A partir de 1932, il est successivement envoyé en Martinique où il améliore la condition de vie des plus démunis, au Mali ( appelé Soudan français ) où il met en valeur les
rives du Niger et prône la sédentarisation des nomades, en Guadeloupe en 1936 où la
crise économique fait rage, au Tchad enfin en 1939, comme gouverneur de cette toute nouvelle colonie convoitée par les Italiens.
Depuis Fort-Lamy ( actuelle N’djamena ), Félix Eboué apprend l’effondrement de l’armée française en 1940 et l’occupation du Nord de la France. Refusant l’armistice précipité, sur
conseil du colonel Marchand qui commande le régiment de Tirailleurs sénégalais du Tchad, il câble le 29 juin au gouverneur général Boisson son intention de maintenir le Tchad dans la guerre. Mais Boisson, après moult hésitations, reste fidèle au maréchal Pétain. Eboué prend alors contact avec le général de Gaulle dont l’écho de l’Appel du 18 juin lui est parvenu.

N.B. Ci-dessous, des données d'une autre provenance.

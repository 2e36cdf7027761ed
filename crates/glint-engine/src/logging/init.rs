use std::sync::Once;

/// Logger configuration.
///
/// `env_filter` follows the `env_logger` filter syntax (e.g. "info", "warn",
/// "glint_shader=debug,wgpu=warn").
#[derive(Debug, Clone)]
pub struct LoggingConfig {
    pub env_filter: Option<String>,
    pub write_style: env_logger::WriteStyle,
}

impl Default for LoggingConfig {
    fn default() -> Self {
        Self {
            env_filter: None,
            write_style: env_logger::WriteStyle::Auto,
        }
    }
}

impl LoggingConfig {
    /// Uses `filter` instead of `RUST_LOG`.
    pub fn with_filter(filter: impl Into<String>) -> Self {
        Self {
            env_filter: Some(filter.into()),
            ..Self::default()
        }
    }
}

static INIT: Once = Once::new();

/// Initializes the global logger once.
///
/// Subsequent calls are ignored. Call early in `main`.
pub fn init_logging(config: LoggingConfig) {
    INIT.call_once(|| {
        let mut builder = env_logger::Builder::new();

        if let Some(filter) = config.env_filter {
            builder.parse_filters(&filter);
        } else if let Ok(filter) = std::env::var("RUST_LOG") {
            builder.parse_filters(&filter);
        } else {
            // wgpu is chatty at info; keep it at warn unless asked.
            builder.filter_level(log::LevelFilter::Info);
            builder.filter_module("wgpu_core", log::LevelFilter::Warn);
            builder.filter_module("wgpu_hal", log::LevelFilter::Warn);
            builder.filter_module("naga", log::LevelFilter::Warn);
        }

        builder.write_style(config.write_style);

        // `try_init` so a logger installed by a test harness doesn't abort us.
        if builder.try_init().is_err() {
            return;
        }

        log::debug!("logging initialized");
    });
}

Le nouveau chef de la France libre lui envoie, en Août, deux émissaires que Eboué accueille chaleureusement. Ce ralliement du Tchad à la France libre et combattante, le premier de l’Empire colonial français, sera déterminant car il entraînera celui de plusieurs pays africains francophones de l’AEF qui entrent ainsi en dissidence par rapport aux ordres officiels de l’Etat français.
Après l’avoir rencontré à Fort-Lamy, le général de Gaulle le nomme Gouverneur général de l’Afrique Equatoriale Française et le fera, en 1941, compagnon de l’Ordre de la Libération.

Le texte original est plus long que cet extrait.